What you should do: Below are the records; tally the lines that include "against" and report only the total.

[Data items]
····················

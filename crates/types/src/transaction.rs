//! Signed state-write transactions.
//!
//! A [`Transaction`] carries one [`Operation`] against the shared state tree,
//! a per-address `nonce` and a millisecond timestamp. Nonce `-1` marks a
//! transaction with no causal position; non-negative nonces must commit in
//! strict `+1` sequence per address.
//!
//! The signing hash is the Keccak-256 digest of the canonical JSON encoding
//! of `{nonce, operation, timestamp}`. Canonical here means object keys in
//! sorted order, which `serde_json::Value` guarantees because its maps are
//! ordered. Signatures are recoverable secp256k1 signatures, so verifying a
//! transaction is recovering the signer and comparing it with `address`.

use crate::{Address, Error, Result, H256};
use k256::ecdsa::{RecoveryId, Signature as K256Signature, SigningKey, VerifyingKey};
use rand::rngs::OsRng;
use serde::{Deserialize, Deserializer, Serialize, Serializer};
use std::fmt;

/// Nonce value for transactions that are not part of an address's causal sequence.
pub const UNORDERED_NONCE: i64 = -1;

/// A write against the state tree.
#[derive(Debug, Clone, PartialEq, Serialize, Deserialize)]
#[serde(tag = "type")]
pub enum Operation {
    /// Overwrite the value at `path`.
    #[serde(rename = "SET_VALUE")]
    SetValue {
        /// Slash-separated state path
        #[serde(rename = "ref")]
        path: String,
        /// New value
        value: serde_json::Value,
    },
    /// Apply several operations atomically, in order.
    #[serde(rename = "SET")]
    Set {
        /// Nested operations
        op_list: Vec<Operation>,
    },
}

impl Operation {
    /// Shorthand for a `SET_VALUE` operation.
    pub fn set_value(path: impl Into<String>, value: serde_json::Value) -> Self {
        Self::SetValue {
            path: path.into(),
            value,
        }
    }

    /// Every `(path, value)` pair written by this operation, depth first.
    pub fn writes(&self) -> Vec<(&str, &serde_json::Value)> {
        let mut out = Vec::new();
        self.collect_writes(&mut out);
        out
    }

    fn collect_writes<'a>(&'a self, out: &mut Vec<(&'a str, &'a serde_json::Value)>) {
        match self {
            Self::SetValue { path, value } => out.push((path.as_str(), value)),
            Self::Set { op_list } => op_list.iter().for_each(|op| op.collect_writes(out)),
        }
    }
}

/// Recoverable ECDSA signature, serialized as 65 bytes of hex: `r || s || v`.
#[derive(Clone, Copy, PartialEq, Eq)]
pub struct Signature {
    /// R component
    pub r: H256,
    /// S component
    pub s: H256,
    /// Recovery id (0 or 1)
    pub v: u8,
}

impl Signature {
    /// Parses the 65-byte wire form.
    pub fn from_bytes(bytes: &[u8]) -> Result<Self> {
        if bytes.len() != 65 {
            return Err(Error::InvalidLength {
                expected: 65,
                actual: bytes.len(),
            });
        }
        Ok(Self {
            r: H256::from_slice(&bytes[0..32])?,
            s: H256::from_slice(&bytes[32..64])?,
            v: bytes[64],
        })
    }

    /// Returns the 65-byte wire form.
    pub fn to_bytes(&self) -> [u8; 65] {
        let mut out = [0u8; 65];
        out[0..32].copy_from_slice(self.r.as_bytes());
        out[32..64].copy_from_slice(self.s.as_bytes());
        out[64] = self.v;
        out
    }

    /// Recovers the address that produced this signature over `prehash`.
    pub fn recover(&self, prehash: &H256) -> Result<Address> {
        let mut sig_bytes = [0u8; 64];
        sig_bytes.copy_from_slice(&self.to_bytes()[..64]);
        let signature = K256Signature::from_slice(&sig_bytes)
            .map_err(|e| Error::Signature(e.to_string()))?;
        let recovery_id = RecoveryId::from_byte(self.v)
            .ok_or_else(|| Error::Signature(format!("invalid recovery id {}", self.v)))?;
        let key = VerifyingKey::recover_from_prehash(prehash.as_bytes(), &signature, recovery_id)
            .map_err(|e| Error::Signature(e.to_string()))?;
        Ok(address_of(&key))
    }
}

impl fmt::Debug for Signature {
    fn fmt(&self, f: &mut fmt::Formatter<'_>) -> fmt::Result {
        write!(f, "Signature(0x{})", hex::encode(self.to_bytes()))
    }
}

impl Serialize for Signature {
    fn serialize<S: Serializer>(&self, serializer: S) -> std::result::Result<S::Ok, S::Error> {
        serializer.serialize_str(&format!("0x{}", hex::encode(self.to_bytes())))
    }
}

impl<'de> Deserialize<'de> for Signature {
    fn deserialize<D: Deserializer<'de>>(deserializer: D) -> std::result::Result<Self, D::Error> {
        let s = String::deserialize(deserializer)?;
        let bytes = hex::decode(s.strip_prefix("0x").unwrap_or(&s)).map_err(serde::de::Error::custom)?;
        Self::from_bytes(&bytes).map_err(serde::de::Error::custom)
    }
}

fn address_of(key: &VerifyingKey) -> Address {
    let point = key.to_encoded_point(false);
    Address::from_public_key(&point.as_bytes()[1..])
}

/// A secp256k1 signing key together with its derived address.
#[derive(Clone)]
pub struct Keypair {
    key: SigningKey,
    address: Address,
}

impl Keypair {
    /// Generates a fresh key from the operating system RNG.
    pub fn random() -> Self {
        Self::from_signing_key(SigningKey::random(&mut OsRng))
    }

    /// Builds a keypair from 32 secret bytes.
    pub fn from_bytes(bytes: &[u8]) -> Result<Self> {
        let key = SigningKey::from_slice(bytes).map_err(|e| Error::Crypto(e.to_string()))?;
        Ok(Self::from_signing_key(key))
    }

    /// Builds a keypair from a hex secret, with or without `0x`.
    pub fn from_hex(s: &str) -> Result<Self> {
        Self::from_bytes(&hex::decode(s.strip_prefix("0x").unwrap_or(s))?)
    }

    fn from_signing_key(key: SigningKey) -> Self {
        let address = address_of(key.verifying_key());
        Self { key, address }
    }

    /// Address controlled by this key.
    pub fn address(&self) -> Address {
        self.address
    }

    /// Hex encoding of the secret key.
    pub fn secret_hex(&self) -> String {
        hex::encode(self.key.to_bytes())
    }

    /// Signs a 32-byte digest. RFC 6979 nonces make this deterministic.
    pub fn sign_prehash(&self, prehash: &H256) -> Result<Signature> {
        let (sig, recovery_id) = self
            .key
            .sign_prehash_recoverable(prehash.as_bytes())
            .map_err(|e| Error::Signature(e.to_string()))?;
        let bytes = sig.to_bytes();
        Ok(Signature {
            r: H256::from_slice(&bytes[0..32])?,
            s: H256::from_slice(&bytes[32..64])?,
            v: recovery_id.to_byte(),
        })
    }
}

impl fmt::Debug for Keypair {
    fn fmt(&self, f: &mut fmt::Formatter<'_>) -> fmt::Result {
        f.debug_struct("Keypair").field("address", &self.address).finish_non_exhaustive()
    }
}

/// A signed transaction.
#[derive(Debug, Clone, PartialEq, Serialize, Deserialize)]
pub struct Transaction {
    /// Identifier: digest of the signer and the signing hash
    pub hash: H256,
    /// Signer
    pub address: Address,
    /// Per-address sequence number, or [`UNORDERED_NONCE`]
    pub nonce: i64,
    /// Creation time in milliseconds since the epoch
    pub timestamp: u64,
    /// State write
    pub operation: Operation,
    /// Signature over [`Transaction::signing_hash`]
    pub signature: Signature,
}

#[derive(Serialize)]
struct SigningBody<'a> {
    nonce: i64,
    operation: &'a Operation,
    timestamp: u64,
}

impl Transaction {
    /// Creates and signs a transaction.
    pub fn sign(keypair: &Keypair, nonce: i64, timestamp: u64, operation: Operation) -> Result<Self> {
        let signing_hash = Self::compute_signing_hash(nonce, timestamp, &operation)?;
        let signature = keypair.sign_prehash(&signing_hash)?;
        let address = keypair.address();
        Ok(Self {
            hash: Self::compute_hash(&address, &signing_hash),
            address,
            nonce,
            timestamp,
            operation,
            signature,
        })
    }

    fn compute_signing_hash(nonce: i64, timestamp: u64, operation: &Operation) -> Result<H256> {
        let body = SigningBody {
            nonce,
            operation,
            timestamp,
        };
        let canonical = serde_json::to_value(&body)
            .and_then(|v| serde_json::to_vec(&v))
            .map_err(|e| Error::InvalidTransaction(e.to_string()))?;
        Ok(H256::keccak256(&canonical))
    }

    fn compute_hash(address: &Address, signing_hash: &H256) -> H256 {
        let mut data = Vec::with_capacity(20 + 32);
        data.extend_from_slice(address.as_bytes());
        data.extend_from_slice(signing_hash.as_bytes());
        H256::keccak256(&data)
    }

    /// Digest covered by the signature.
    pub fn signing_hash(&self) -> Result<H256> {
        Self::compute_signing_hash(self.nonce, self.timestamp, &self.operation)
    }

    /// Checks that the hash matches the body and the signature recovers to `address`.
    pub fn verify(&self) -> Result<()> {
        let signing_hash = self.signing_hash()?;
        if Self::compute_hash(&self.address, &signing_hash) != self.hash {
            return Err(Error::InvalidTransaction(format!(
                "hash mismatch for {}",
                self.hash
            )));
        }
        let signer = self.signature.recover(&signing_hash)?;
        if signer != self.address {
            return Err(Error::Signature(format!(
                "signed by {signer}, claims {}",
                self.address
            )));
        }
        Ok(())
    }

    /// True when the transaction has a causal position.
    pub fn is_ordered(&self) -> bool {
        self.nonce >= 0
    }
}

#[cfg(test)]
mod tests {
    use super::*;
    use serde_json::json;

    #[test]
    fn operation_wire_shape() {
        let op = Operation::set_value("/a/b", json!(1));
        let v = serde_json::to_value(&op).unwrap();
        assert_eq!(v, json!({"type": "SET_VALUE", "ref": "/a/b", "value": 1}));
    }

    #[test]
    fn nested_writes_are_flattened_in_order() {
        let op = Operation::Set {
            op_list: vec![
                Operation::set_value("/x", json!(1)),
                Operation::Set {
                    op_list: vec![Operation::set_value("/y", json!(2))],
                },
            ],
        };
        let paths: Vec<_> = op.writes().into_iter().map(|(p, _)| p).collect();
        assert_eq!(paths, vec!["/x", "/y"]);
    }
}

····················

Task solution: 2